→ **WORK ITEM**: All that is needed is each line of the entries holding the word "ContentSearch", copied as it stands.

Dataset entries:
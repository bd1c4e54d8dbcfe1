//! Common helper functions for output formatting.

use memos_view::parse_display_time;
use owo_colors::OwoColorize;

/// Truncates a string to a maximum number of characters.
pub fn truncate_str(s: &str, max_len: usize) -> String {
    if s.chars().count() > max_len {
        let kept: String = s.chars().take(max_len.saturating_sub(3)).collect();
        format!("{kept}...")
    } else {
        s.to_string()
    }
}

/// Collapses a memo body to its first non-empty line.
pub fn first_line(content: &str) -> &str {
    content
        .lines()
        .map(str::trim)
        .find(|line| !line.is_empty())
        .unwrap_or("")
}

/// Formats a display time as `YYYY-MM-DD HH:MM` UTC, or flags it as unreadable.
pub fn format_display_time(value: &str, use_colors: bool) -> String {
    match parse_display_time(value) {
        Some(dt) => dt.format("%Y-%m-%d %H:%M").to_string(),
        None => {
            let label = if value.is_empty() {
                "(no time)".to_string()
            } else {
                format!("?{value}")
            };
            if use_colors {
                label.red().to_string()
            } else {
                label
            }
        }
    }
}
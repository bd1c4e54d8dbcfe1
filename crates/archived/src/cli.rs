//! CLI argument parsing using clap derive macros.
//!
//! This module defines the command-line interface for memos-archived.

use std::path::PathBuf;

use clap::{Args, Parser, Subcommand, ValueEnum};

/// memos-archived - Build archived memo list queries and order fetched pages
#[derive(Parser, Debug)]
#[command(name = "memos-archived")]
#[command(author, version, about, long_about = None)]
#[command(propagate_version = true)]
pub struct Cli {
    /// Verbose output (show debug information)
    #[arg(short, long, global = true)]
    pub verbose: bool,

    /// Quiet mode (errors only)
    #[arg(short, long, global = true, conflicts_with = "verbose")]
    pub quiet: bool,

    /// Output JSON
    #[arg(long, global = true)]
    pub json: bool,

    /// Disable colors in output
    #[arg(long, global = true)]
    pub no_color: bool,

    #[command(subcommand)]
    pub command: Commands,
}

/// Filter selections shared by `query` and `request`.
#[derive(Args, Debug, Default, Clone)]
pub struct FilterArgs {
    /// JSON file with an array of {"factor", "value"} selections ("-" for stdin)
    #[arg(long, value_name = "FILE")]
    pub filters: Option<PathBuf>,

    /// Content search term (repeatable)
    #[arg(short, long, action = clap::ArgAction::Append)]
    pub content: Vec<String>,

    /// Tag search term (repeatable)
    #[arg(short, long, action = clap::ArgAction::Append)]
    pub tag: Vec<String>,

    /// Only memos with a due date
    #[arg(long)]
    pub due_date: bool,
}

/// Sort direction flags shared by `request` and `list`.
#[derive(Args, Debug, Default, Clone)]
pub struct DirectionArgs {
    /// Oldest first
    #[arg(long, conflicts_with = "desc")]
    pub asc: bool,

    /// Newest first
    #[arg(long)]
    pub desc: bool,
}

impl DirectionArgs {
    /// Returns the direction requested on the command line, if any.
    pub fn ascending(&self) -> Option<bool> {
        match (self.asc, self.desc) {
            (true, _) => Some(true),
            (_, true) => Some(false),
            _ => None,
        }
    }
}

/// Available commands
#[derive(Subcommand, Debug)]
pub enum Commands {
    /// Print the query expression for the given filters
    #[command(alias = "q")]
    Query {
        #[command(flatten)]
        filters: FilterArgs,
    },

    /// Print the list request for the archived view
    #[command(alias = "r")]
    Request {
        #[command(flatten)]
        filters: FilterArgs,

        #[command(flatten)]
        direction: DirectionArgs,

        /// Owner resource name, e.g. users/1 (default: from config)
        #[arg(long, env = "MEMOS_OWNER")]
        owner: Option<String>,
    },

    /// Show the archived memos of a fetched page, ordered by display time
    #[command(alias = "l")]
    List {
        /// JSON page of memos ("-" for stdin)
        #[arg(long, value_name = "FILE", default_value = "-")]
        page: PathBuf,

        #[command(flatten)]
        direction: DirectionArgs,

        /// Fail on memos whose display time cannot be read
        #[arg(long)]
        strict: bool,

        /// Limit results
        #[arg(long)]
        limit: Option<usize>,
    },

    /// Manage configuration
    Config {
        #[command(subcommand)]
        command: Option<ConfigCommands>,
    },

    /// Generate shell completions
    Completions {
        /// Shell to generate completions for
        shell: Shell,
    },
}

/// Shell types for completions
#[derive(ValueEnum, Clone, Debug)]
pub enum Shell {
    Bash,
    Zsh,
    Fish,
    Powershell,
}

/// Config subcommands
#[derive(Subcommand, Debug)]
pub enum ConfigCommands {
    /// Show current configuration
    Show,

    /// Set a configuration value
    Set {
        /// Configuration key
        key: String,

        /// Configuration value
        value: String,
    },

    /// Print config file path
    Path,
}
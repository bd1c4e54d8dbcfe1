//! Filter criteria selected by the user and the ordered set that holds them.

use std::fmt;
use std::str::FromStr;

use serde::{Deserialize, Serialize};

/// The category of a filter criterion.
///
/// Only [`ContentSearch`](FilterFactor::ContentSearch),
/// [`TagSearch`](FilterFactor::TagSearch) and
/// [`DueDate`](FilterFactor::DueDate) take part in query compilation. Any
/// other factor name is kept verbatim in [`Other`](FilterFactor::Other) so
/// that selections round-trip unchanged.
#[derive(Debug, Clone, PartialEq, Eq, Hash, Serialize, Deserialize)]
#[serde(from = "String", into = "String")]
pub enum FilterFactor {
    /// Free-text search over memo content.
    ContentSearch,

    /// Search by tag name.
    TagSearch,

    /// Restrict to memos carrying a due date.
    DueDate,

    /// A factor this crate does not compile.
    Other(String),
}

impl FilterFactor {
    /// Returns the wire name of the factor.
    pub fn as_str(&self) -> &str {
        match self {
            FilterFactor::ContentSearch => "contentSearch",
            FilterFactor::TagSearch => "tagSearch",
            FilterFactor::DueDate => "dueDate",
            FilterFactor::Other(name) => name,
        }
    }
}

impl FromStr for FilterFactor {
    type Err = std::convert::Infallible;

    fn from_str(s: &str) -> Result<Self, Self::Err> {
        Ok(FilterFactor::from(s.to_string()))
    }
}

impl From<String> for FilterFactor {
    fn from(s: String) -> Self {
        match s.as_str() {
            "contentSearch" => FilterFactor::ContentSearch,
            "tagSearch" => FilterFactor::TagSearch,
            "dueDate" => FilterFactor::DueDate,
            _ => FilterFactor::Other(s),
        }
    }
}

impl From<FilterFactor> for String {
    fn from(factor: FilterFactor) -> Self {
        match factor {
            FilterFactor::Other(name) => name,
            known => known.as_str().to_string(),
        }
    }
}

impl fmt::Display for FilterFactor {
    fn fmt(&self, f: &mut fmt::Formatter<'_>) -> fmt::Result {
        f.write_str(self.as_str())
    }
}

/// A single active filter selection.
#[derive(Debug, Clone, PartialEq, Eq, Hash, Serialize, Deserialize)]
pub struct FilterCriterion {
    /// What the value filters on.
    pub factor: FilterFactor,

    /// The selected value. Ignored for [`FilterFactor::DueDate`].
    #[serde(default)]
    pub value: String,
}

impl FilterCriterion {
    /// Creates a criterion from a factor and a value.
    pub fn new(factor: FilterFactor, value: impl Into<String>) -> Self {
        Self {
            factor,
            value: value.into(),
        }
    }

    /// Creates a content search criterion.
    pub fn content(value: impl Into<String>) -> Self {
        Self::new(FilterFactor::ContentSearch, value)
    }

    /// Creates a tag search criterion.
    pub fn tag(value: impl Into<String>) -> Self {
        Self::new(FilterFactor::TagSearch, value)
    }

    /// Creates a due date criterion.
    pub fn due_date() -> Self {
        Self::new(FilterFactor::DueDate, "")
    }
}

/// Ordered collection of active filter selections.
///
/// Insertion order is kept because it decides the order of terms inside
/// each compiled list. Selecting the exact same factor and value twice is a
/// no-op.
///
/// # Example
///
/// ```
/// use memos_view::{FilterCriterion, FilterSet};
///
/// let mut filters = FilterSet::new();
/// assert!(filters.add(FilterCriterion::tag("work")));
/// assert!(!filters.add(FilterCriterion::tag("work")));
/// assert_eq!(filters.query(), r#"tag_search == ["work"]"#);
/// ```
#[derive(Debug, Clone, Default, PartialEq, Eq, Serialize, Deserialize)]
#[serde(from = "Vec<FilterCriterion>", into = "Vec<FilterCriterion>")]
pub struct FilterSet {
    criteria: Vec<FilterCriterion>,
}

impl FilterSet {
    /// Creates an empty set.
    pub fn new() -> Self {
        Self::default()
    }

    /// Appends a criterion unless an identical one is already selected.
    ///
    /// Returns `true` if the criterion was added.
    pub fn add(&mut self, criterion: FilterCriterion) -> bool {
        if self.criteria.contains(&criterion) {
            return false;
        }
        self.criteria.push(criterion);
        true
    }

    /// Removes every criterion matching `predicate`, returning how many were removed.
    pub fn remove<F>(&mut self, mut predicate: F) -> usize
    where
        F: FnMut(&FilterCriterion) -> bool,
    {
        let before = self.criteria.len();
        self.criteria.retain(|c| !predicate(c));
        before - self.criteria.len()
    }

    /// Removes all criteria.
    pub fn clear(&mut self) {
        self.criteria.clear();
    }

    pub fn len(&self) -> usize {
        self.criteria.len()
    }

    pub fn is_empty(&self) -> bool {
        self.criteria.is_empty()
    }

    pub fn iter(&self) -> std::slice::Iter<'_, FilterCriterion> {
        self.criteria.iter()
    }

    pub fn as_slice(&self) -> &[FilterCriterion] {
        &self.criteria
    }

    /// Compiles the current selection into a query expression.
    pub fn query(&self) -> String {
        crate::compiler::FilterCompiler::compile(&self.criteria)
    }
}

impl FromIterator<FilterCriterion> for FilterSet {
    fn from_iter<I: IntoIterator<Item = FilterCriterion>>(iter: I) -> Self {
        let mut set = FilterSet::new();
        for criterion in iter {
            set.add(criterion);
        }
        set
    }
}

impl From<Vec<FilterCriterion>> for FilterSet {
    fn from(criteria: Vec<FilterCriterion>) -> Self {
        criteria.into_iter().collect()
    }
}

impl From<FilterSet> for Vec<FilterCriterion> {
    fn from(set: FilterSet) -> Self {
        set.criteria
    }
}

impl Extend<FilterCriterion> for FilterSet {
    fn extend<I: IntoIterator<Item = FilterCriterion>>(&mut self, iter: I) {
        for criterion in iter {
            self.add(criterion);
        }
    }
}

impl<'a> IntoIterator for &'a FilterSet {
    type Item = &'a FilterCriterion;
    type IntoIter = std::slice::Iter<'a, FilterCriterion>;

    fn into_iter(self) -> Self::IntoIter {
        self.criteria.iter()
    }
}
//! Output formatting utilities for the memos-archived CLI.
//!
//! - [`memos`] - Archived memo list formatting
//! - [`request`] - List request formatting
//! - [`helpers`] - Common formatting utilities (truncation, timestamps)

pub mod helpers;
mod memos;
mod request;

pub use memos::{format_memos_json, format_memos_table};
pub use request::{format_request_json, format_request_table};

→ **TASK SOLUTION**:
/// Only [`ContentSearch`](FilterFactor::ContentSearch),
    ContentSearch,
            FilterFactor::ContentSearch => "contentSearch",
            "contentSearch" => FilterFactor::ContentSearch,
        Self::new(FilterFactor::ContentSearch, value)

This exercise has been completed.